DATA TO PROCESS:
== Segment start ==

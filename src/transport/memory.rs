use std::sync::Arc;

use async_trait::async_trait;
use tokio::sync::{Mutex, mpsc};
use tokio::task::JoinHandle;
use tracing::{Level, event};

use crate::core::{Result, ServiceError};
use crate::transport::consumer::EventConsumer;
use crate::transport::{Delivery, EventProducer};

/// In-memory stand-in for the message broker: a bounded channel whose
/// capacity plays the consumer's prefetch window. Tests and the demo
/// binary use it in place of a real queue.
pub struct MemoryBroker {
    sender: mpsc::Sender<Delivery>,
    receiver: Mutex<Option<mpsc::Receiver<Delivery>>>,
}

impl MemoryBroker {
    pub fn new(prefetch: usize) -> Self {
        let (sender, receiver) = mpsc::channel(prefetch);
        Self {
            sender,
            receiver: Mutex::new(Some(receiver)),
        }
    }

    /// Spawn the consumer loop. Handler errors are logged and the
    /// delivery is dropped; the loop keeps going. Returns the task
    /// handle; the loop ends when all producers are gone.
    pub async fn spawn_consumer(&self, consumer: Arc<EventConsumer>) -> Result<JoinHandle<()>> {
        let mut receiver = self
            .receiver
            .lock()
            .await
            .take()
            .ok_or_else(|| ServiceError::Transient("consumer already attached".to_string()))?;

        Ok(tokio::spawn(async move {
            while let Some(delivery) = receiver.recv().await {
                if let Err(err) = consumer.handle(&delivery).await {
                    event!(
                        Level::ERROR,
                        correlation_id = %delivery.correlation_id,
                        error = %err,
                        "failed to handle message"
                    );
                }
            }
        }))
    }
}

#[async_trait]
impl EventProducer for MemoryBroker {
    async fn publish(&self, delivery: Delivery) -> Result<()> {
        self.sender
            .send(delivery)
            .await
            .map_err(|err| ServiceError::Transient(format!("broker closed: {err}")))
    }
}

== Segment end ==

WORK INSTRUCTIONS:
Give the records above again in full, keeping every character unchanged.

ANSWER SECTION:
filename src/transport/memory.rs
use std::sync::Arc;

use async_trait::async_trait;
use tokio::sync::{Mutex, mpsc};
use tokio::task::JoinHandle;
use tracing::{Level, event};

use crate::core::{Result, ServiceError};
use crate::transport::consumer::EventConsumer;
use crate::transport::{Delivery, EventProducer};

/// In-memory stand-in for the message broker: a bounded channel whose
/// capacity plays the consumer's prefetch window. Tests and the demo
/// binary use it in place of a real queue.
pub struct MemoryBroker {
    sender: mpsc::Sender<Delivery>,
    receiver: Mutex<Option<mpsc::Receiver<Delivery>>>,
}

impl MemoryBroker {
    pub fn new(prefetch: usize) -> Self {
        let (sender, receiver) = mpsc::channel(prefetch);
        Self {
            sender,
            receiver: Mutex::new(Some(receiver)),
        }
    }

    /// Spawn the consumer loop. Handler errors are logged and the
    /// delivery is dropped; the loop keeps going. Returns the task
    /// handle; the loop ends when all producers are gone.
    pub async fn spawn_consumer(&self, consumer: Arc<EventConsumer>) -> Result<JoinHandle<()>> {
        let mut receiver = self
            .receiver
            .lock()
            .await
            .take()
            .ok_or_else(|| ServiceError::Transient("consumer already attached".to_string()))?;

        Ok(tokio::spawn(async move {
            while let Some(delivery) = receiver.recv().await {
                if let Err(err) = consumer.handle(&delivery).await {
                    event!(
                        Level::ERROR,
                        correlation_id = %delivery.correlation_id,
                        error = %err,
                        "failed to handle message"
                    );
                }
            }
        }))
    }
}

#[async_trait]
impl EventProducer for MemoryBroker {
    async fn publish(&self, delivery: Delivery) -> Result<()> {
        self.sender
            .send(delivery)
            .await
            .map_err(|err| ServiceError::Transient(format!("broker closed: {err}")))
    }
}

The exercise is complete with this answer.